Surplus to hit US$27bn

This improved situation will lead to an aggregate GCC fiscal surplus in 2022 of US$27bn, the first since 2014, Mitsubishi UFJ Financial Group noted.

It added that the surge in oil prices and austerity measures will support sovereign balance sheets, with the GCC’s financing needs remaining limited at only US$2.8bn in 2022 and its debt capital markets’ needs at only US$4.8bn.

According to the report, the economic growth in the GCC will also outperform all emerging market peers in 2022, except Asia.
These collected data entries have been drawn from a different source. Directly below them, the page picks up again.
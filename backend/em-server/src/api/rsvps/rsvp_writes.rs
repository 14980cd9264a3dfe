//! RSVP inserts and updates shared by the JSON API and the event page form.

use crate::metrics::record_rsvp_write;
use crate::{ApiError, ApiResult};

use em_core::{Rsvp, RsvpStatus};
use em_db::{EventRepository, RsvpRepository, UserRepository};

use sqlx::SqlitePool;
use uuid::Uuid;

/// Insert a new RSVP for (`user_id`, `event_id`).
///
/// A second RSVP for the same pair is a `409 CONFLICT`.
pub async fn insert(
    pool: &SqlitePool,
    user_id: Uuid,
    event_id: Uuid,
    status: RsvpStatus,
) -> ApiResult<Rsvp> {
    if !EventRepository::new(pool.clone()).exists(event_id).await? {
        record_rsvp_write("create", "not_found");
        return Err(ApiError::not_found(format!("Event {} not found", event_id)));
    }

    if UserRepository::new(pool.clone())
        .find_by_id(user_id)
        .await?
        .is_none()
    {
        record_rsvp_write("create", "forbidden");
        return Err(ApiError::forbidden(format!(
            "User {} has no profile",
            user_id
        )));
    }

    let rsvp = Rsvp::new(user_id, event_id, status);
    match RsvpRepository::new(pool.clone()).create(&rsvp).await {
        Ok(()) => {
            record_rsvp_write("create", "ok");
            log::info!(
                "RSVP {} created: user {} -> event {} ({})",
                rsvp.id,
                user_id,
                event_id,
                status
            );
            Ok(rsvp)
        }
        Err(e) => {
            record_rsvp_write("create", if e.is_conflict() { "conflict" } else { "error" });
            Err(e.into())
        }
    }
}

/// Change the status of RSVP `rsvp_id`, which must belong to `user_id`
/// and, when `event_id` is given, to that event.
pub async fn change_status(
    pool: &SqlitePool,
    user_id: Uuid,
    rsvp_id: Uuid,
    event_id: Option<Uuid>,
    status: RsvpStatus,
) -> ApiResult<Rsvp> {
    let repo = RsvpRepository::new(pool.clone());

    let Some(mut rsvp) = repo.find_by_id(rsvp_id).await? else {
        record_rsvp_write("update", "not_found");
        return Err(ApiError::not_found(format!("RSVP {} not found", rsvp_id)));
    };

    if rsvp.user_id != user_id {
        record_rsvp_write("update", "forbidden");
        return Err(ApiError::forbidden("RSVP belongs to another user"));
    }

    if let Some(event_id) = event_id
        && rsvp.event_id != event_id
    {
        record_rsvp_write("update", "invalid");
        return Err(ApiError::validation(
            format!("RSVP {} is not for event {}", rsvp_id, event_id),
            "rsvp_id",
        ));
    }

    rsvp.set_status(status);
    match repo.update_status(&rsvp).await {
        Ok(true) => {
            record_rsvp_write("update", "ok");
            log::info!("RSVP {} updated to {}", rsvp.id, status);
            Ok(rsvp)
        }
        Ok(false) => {
            record_rsvp_write("update", "not_found");
            Err(ApiError::not_found(format!("RSVP {} not found", rsvp_id)))
        }
        Err(e) => {
            record_rsvp_write("update", "error");
            Err(e.into())
        }
    }
}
Saudi Arabia and the UAE, it said, will be leading this recovery, given their impressive bounce back in non-oil GDP, a rebound in their domestic demand, their higher investment levels in line with National Vision strategies, as well as being best-positioned to respond to the global economic recovery.

GCC inflation is rising

According to the Mitsubishi UFJ Financial Group’s report, the GCC inflation has not been immune from sharply higher inflation levels across most economies with Qatar being pressured the most.

Higher GCC inflation, it said, has the risk of reversing capital flows, driving sovereign spreads higher and squeezing public financing.

‘Notwithstanding the notable increases in import prices in recent months, the GCC inflation has so far remained moderate, reflecting lower non-tradable inflation, as demand for non-tradables remains subdued,’ the report said.

It further noted that the GCC inflation is much more subdued than elsewhere in the emerging and developed world.

‘Even in Qatar, where annual inflation of 6.1 per cent in November was the highest in the region, the annual gains reflect the low base after three years of deflation rather than underlying price pressures with average inflation for the previous 12 months close to zero,’ Mitsubishi UFJ Financial Group said in the report.